**ASSIGNED TASK**
Check each line of the entries below for the word "keys", and copy out the ones that have it.

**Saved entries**
- - -

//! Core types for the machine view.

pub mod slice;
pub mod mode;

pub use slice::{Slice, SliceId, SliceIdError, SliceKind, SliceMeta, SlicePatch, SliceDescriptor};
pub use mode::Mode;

- - -

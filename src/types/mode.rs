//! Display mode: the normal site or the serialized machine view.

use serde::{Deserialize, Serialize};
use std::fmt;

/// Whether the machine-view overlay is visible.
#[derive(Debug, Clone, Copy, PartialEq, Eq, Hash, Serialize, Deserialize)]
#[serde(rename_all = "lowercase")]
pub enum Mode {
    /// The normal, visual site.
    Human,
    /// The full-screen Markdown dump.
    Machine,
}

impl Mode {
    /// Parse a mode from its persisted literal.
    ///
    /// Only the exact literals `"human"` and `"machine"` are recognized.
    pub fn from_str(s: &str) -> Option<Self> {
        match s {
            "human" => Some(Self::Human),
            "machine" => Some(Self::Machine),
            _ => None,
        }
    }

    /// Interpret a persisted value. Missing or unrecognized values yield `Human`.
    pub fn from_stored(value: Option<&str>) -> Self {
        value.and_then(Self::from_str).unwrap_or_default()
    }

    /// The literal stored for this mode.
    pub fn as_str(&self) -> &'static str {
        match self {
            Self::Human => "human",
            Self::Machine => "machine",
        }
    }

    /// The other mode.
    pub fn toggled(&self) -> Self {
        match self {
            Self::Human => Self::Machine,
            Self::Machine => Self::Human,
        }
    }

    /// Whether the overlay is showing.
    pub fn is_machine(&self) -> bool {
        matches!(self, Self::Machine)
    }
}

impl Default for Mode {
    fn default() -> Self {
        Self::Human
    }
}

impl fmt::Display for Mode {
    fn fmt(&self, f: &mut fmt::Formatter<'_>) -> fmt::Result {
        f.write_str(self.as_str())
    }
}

- - -

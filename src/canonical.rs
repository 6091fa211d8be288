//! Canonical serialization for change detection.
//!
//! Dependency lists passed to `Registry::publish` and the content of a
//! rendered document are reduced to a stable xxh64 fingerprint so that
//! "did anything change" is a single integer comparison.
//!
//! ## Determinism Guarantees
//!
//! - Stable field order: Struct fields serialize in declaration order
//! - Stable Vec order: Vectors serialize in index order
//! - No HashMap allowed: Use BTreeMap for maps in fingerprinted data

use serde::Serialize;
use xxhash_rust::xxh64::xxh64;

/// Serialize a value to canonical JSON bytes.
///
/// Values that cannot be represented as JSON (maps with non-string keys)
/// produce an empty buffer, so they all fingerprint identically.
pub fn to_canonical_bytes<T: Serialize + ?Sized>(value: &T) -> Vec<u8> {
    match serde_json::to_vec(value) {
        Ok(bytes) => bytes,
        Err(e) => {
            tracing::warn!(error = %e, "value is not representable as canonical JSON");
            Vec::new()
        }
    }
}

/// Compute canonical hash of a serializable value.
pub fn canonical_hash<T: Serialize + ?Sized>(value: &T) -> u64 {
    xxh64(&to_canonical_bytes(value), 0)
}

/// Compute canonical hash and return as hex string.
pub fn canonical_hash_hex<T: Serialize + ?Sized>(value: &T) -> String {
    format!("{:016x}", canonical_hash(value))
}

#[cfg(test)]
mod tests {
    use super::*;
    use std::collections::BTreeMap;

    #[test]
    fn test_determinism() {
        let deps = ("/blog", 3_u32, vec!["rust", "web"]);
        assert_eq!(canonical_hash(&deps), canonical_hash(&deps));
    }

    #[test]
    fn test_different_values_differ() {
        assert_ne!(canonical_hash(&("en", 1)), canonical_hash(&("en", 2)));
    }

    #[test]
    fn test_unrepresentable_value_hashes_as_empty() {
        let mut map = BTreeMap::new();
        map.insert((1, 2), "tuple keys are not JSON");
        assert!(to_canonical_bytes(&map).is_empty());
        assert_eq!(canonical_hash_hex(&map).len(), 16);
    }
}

- - -

**OUTPUT OF THE TASK**
/// Values that cannot be represented as JSON (maps with non-string keys)
        map.insert((1, 2), "tuple keys are not JSON");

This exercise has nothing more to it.